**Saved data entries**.
......

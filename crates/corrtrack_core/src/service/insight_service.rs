//! Relationship-health summaries.
//!
//! # Responsibility
//! - Aggregate per-contact statistics from the correspondence log.
//! - Recommend a next touchpoint from simple rules.
//! - Build the active view: contacted contacts by recency, with
//!   never-contacted contacts in their own bucket.
//!
//! # Invariants
//! - Tone scoring goes through `ToneScorer` only; aggregation never inspects
//!   keywords itself.
//! - A contact with zero entries has no last-contact date and is never mixed
//!   into the recency ordering.

use crate::model::contact::{Contact, ContactId};
use crate::model::entry::{CorrespondenceEntry, Direction, EntryId};
use crate::model::timestamp::Timestamp;
use crate::model::validation::ValidationError;
use crate::repo::contact_repo::ContactRepository;
use crate::repo::entry_repo::{EntryListQuery, EntryRepository};
use crate::repo::error::{RepoError, RepoResult};
use crate::service::reminder_service::{classify, ReminderStatus};
use crate::service::tone::{KeywordToneScorer, ToneScorer, ToneTally};
use chrono::TimeDelta;
use log::debug;
use serde::Serialize;
use std::collections::HashMap;

/// Tunables for insight rules.
#[derive(Debug, Clone, Copy, PartialEq, Eq)]
pub struct InsightConfig {
    /// Suggest reaching out when the last contact is older than this.
    pub stale_after_days: i64,
    /// Cadence used for `suggested_follow_up_date`.
    pub follow_up_cadence_days: i64,
}

impl InsightConfig {
    /// # Errors
    /// - `ValidationError::NegativeDayCount` for a negative threshold or cadence.
    pub fn validate(&self) -> Result<(), ValidationError> {
        check_day_count("stale_after_days", self.stale_after_days)?;
        check_day_count("follow_up_cadence_days", self.follow_up_cadence_days)
    }
}

impl Default for InsightConfig {
    fn default() -> Self {
        Self {
            stale_after_days: 30,
            follow_up_cadence_days: 14,
        }
    }
}

/// Recommended next action for a contact.
#[derive(Debug, Clone, PartialEq, Eq, Serialize)]
#[serde(tag = "kind", rename_all = "snake_case")]
pub enum Suggestion {
    /// An outstanding follow-up exists; the most urgent one is surfaced.
    FollowUp {
        entry_id: EntryId,
        due: Timestamp,
        status: ReminderStatus,
        days_until_due: i64,
    },
    /// Last contact is older than the stale threshold.
    ReachOut { days_since_last_contact: i64 },
    /// Nothing has ever been logged for this contact.
    FirstContact,
    NoActionNeeded,
}

/// Per-contact relationship summary.
#[derive(Debug, Clone, PartialEq, Serialize)]
pub struct ContactInsight {
    pub contact: Contact,
    pub total_count: u32,
    pub outgoing_count: u32,
    pub incoming_count: u32,
    pub last_contact_date: Option<Timestamp>,
    pub tone: ToneTally,
    /// Most recent user-supplied sentiment label.
    pub latest_sentiment: Option<String>,
    /// Mean days between consecutive entries, 2 decimals.
    pub average_gap_days: Option<f64>,
    /// Last contact plus the configured cadence.
    pub suggested_follow_up_date: Option<Timestamp>,
    pub suggestion: Suggestion,
}

/// Active view buckets.
#[derive(Debug, Clone, Default, PartialEq, Serialize)]
pub struct ActiveView {
    /// Contacted within the window (or at all, without a window), most
    /// recent first, contact id ascending on ties.
    pub recent: Vec<ContactInsight>,
    /// Contacted, but only before the window. Same ordering as `recent`.
    pub dormant: Vec<ContactInsight>,
    /// Zero entries, contact id ascending.
    pub never_contacted: Vec<ContactInsight>,
}

/// Active view options.
#[derive(Debug, Clone, Copy, Default, PartialEq, Eq)]
pub struct ActiveViewQuery {
    /// Only count contacts whose last entry is within this many days of
    /// `now` as recent.
    pub within_days: Option<i64>,
}

/// Summarizes one contact's entries as of `now`.
pub fn summarize(
    contact: Contact,
    entries: &[CorrespondenceEntry],
    now: Timestamp,
    config: &InsightConfig,
    scorer: &impl ToneScorer,
) -> ContactInsight {
    let mut outgoing_count = 0;
    let mut incoming_count = 0;
    let mut tone = ToneTally::default();
    for entry in entries {
        match entry.direction {
            Direction::Outgoing => outgoing_count += 1,
            Direction::Incoming => incoming_count += 1,
        }
        tone.record(scorer.score(&entry.scan_text()));
    }

    let last_contact_date = entries.iter().map(|entry| entry.timestamp).max();
    let latest_sentiment = entries
        .iter()
        .filter(|entry| entry.sentiment.is_some())
        .max_by(|left, right| {
            left.timestamp
                .cmp(&right.timestamp)
                .then(right.id.cmp(&left.id))
        })
        .and_then(|entry| entry.sentiment.clone());
    let suggested_follow_up_date = last_contact_date.and_then(|last| {
        TimeDelta::try_days(config.follow_up_cadence_days)
            .and_then(|cadence| last.checked_add_signed(cadence))
    });
    let suggestion = suggest_next_touchpoint(entries, last_contact_date, now, config);

    ContactInsight {
        contact,
        total_count: outgoing_count + incoming_count,
        outgoing_count,
        incoming_count,
        last_contact_date,
        tone,
        latest_sentiment,
        average_gap_days: average_gap_days(entries),
        suggested_follow_up_date,
        suggestion,
    }
}

/// Applies the next-touchpoint rules in priority order: outstanding
/// follow-up, never contacted, stale, otherwise nothing.
pub fn suggest_next_touchpoint(
    entries: &[CorrespondenceEntry],
    last_contact_date: Option<Timestamp>,
    now: Timestamp,
    config: &InsightConfig,
) -> Suggestion {
    let most_urgent = entries
        .iter()
        .filter_map(|entry| entry.follow_up_date.map(|due| (due, entry.id)))
        .min();
    if let Some((due, entry_id)) = most_urgent {
        let (status, days_until_due) = classify(due, now);
        return Suggestion::FollowUp {
            entry_id,
            due,
            status,
            days_until_due,
        };
    }

    let Some(last) = last_contact_date else {
        return Suggestion::FirstContact;
    };

    match days_before(now, config.stale_after_days) {
        Some(stale_before) if last < stale_before => Suggestion::ReachOut {
            days_since_last_contact: (now - last).num_days(),
        },
        _ => Suggestion::NoActionNeeded,
    }
}

/// `now` minus `days`, or `None` when that instant is not representable.
fn days_before(now: Timestamp, days: i64) -> Option<Timestamp> {
    TimeDelta::try_days(days).and_then(|delta| now.checked_sub_signed(delta))
}

fn check_day_count(field: &'static str, value: i64) -> Result<(), ValidationError> {
    if value < 0 {
        Err(ValidationError::NegativeDayCount { field, value })
    } else {
        Ok(())
    }
}

/// Mean gap in days between consecutive entries, rounded to 2 decimals.
///
/// `None` with fewer than two entries.
pub fn average_gap_days(entries: &[CorrespondenceEntry]) -> Option<f64> {
    if entries.len() < 2 {
        return None;
    }

    let mut timestamps = entries
        .iter()
        .map(|entry| entry.timestamp)
        .collect::<Vec<_>>();
    timestamps.sort_unstable();

    let total_seconds = timestamps
        .windows(2)
        .map(|pair| (pair[1] - pair[0]).num_seconds() as f64)
        .sum::<f64>();
    let mean_days = total_seconds / (timestamps.len() - 1) as f64 / 86_400.0;
    Some((mean_days * 100.0).round() / 100.0)
}

/// Aggregates relationship health from contacts and their entries.
pub struct InsightEngine<C: ContactRepository, E: EntryRepository, T: ToneScorer = KeywordToneScorer>
{
    contacts: C,
    entries: E,
    config: InsightConfig,
    scorer: T,
}

impl<C: ContactRepository, E: EntryRepository> InsightEngine<C, E> {
    /// Creates an engine with the default keyword tone scorer.
    pub fn new(contacts: C, entries: E, config: InsightConfig) -> Self {
        Self::with_scorer(contacts, entries, config, KeywordToneScorer::default())
    }
}

impl<C: ContactRepository, E: EntryRepository, T: ToneScorer> InsightEngine<C, E, T> {
    /// Creates an engine with a caller-supplied tone scorer.
    pub fn with_scorer(contacts: C, entries: E, config: InsightConfig, scorer: T) -> Self {
        Self {
            contacts,
            entries,
            config,
            scorer,
        }
    }

    pub fn config(&self) -> &InsightConfig {
        &self.config
    }

    /// Summarizes one contact.
    ///
    /// # Errors
    /// - `RepoError::Validation` when the config holds a negative day count.
    /// - `RepoError::ContactNotFound` when the contact does not exist.
    pub fn insights(&self, contact_id: ContactId, now: Timestamp) -> RepoResult<ContactInsight> {
        self.config.validate()?;
        let contact = self
            .contacts
            .get_contact(contact_id)?
            .ok_or(RepoError::ContactNotFound(contact_id))?;
        let entries = self
            .entries
            .list_entries(&EntryListQuery::for_contact(contact_id))?;

        Ok(summarize(
            contact,
            &entries,
            now,
            &self.config,
            &self.scorer,
        ))
    }

    /// Summarizes every contact and buckets them by recency.
    ///
    /// A window reaching past the earliest representable instant counts
    /// every contacted contact as recent.
    ///
    /// # Errors
    /// - `RepoError::Validation` for a negative window or config day count.
    pub fn active_view(&self, now: Timestamp, query: &ActiveViewQuery) -> RepoResult<ActiveView> {
        self.config.validate()?;
        if let Some(days) = query.within_days {
            check_day_count("within_days", days)?;
        }

        let mut entries_by_contact: HashMap<ContactId, Vec<CorrespondenceEntry>> = HashMap::new();
        for entry in self.entries.list_entries(&EntryListQuery::default())? {
            entries_by_contact
                .entry(entry.contact_id)
                .or_default()
                .push(entry);
        }

        let cutoff = query
            .within_days
            .and_then(|days| days_before(now, days));
        let mut view = ActiveView::default();
        for contact in self.contacts.list_contacts()? {
            let entries = entries_by_contact.remove(&contact.id).unwrap_or_default();
            let insight = summarize(contact, &entries, now, &self.config, &self.scorer);
            match (insight.last_contact_date, cutoff) {
                (None, _) => view.never_contacted.push(insight),
                (Some(last), Some(cutoff)) if last < cutoff => view.dormant.push(insight),
                (Some(_), _) => view.recent.push(insight),
            }
        }

        for bucket in [&mut view.recent, &mut view.dormant] {
            bucket.sort_by(|left, right| {
                right
                    .last_contact_date
                    .cmp(&left.last_contact_date)
                    .then(left.contact.id.cmp(&right.contact.id))
            });
        }

        debug!(
            "event=active_view module=insights status=ok recent={} dormant={} never_contacted={}",
            view.recent.len(),
            view.dormant.len(),
            view.never_contacted.len()
        );
        Ok(view)
    }
}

......

**Exercise**. Transcribe the lines above between the line holding "if let Some(days)" and the line holding "match (insight.last_contact_date, cutoff)", inclusive, exactly as they stand and with nothing added.

**Task answer**.
        if let Some(days) = query.within_days {
            check_day_count("within_days", days)?;
        }

        let mut entries_by_contact: HashMap<ContactId, Vec<CorrespondenceEntry>> = HashMap::new();
        for entry in self.entries.list_entries(&EntryListQuery::default())? {
            entries_by_contact
                .entry(entry.contact_id)
                .or_default()
                .push(entry);
        }

        let cutoff = query
            .within_days
            .and_then(|days| days_before(now, days));
        let mut view = ActiveView::default();
        for contact in self.contacts.list_contacts()? {
            let entries = entries_by_contact.remove(&contact.id).unwrap_or_default();
            let insight = summarize(contact, &entries, now, &self.config, &self.scorer);
            match (insight.last_contact_date, cutoff) {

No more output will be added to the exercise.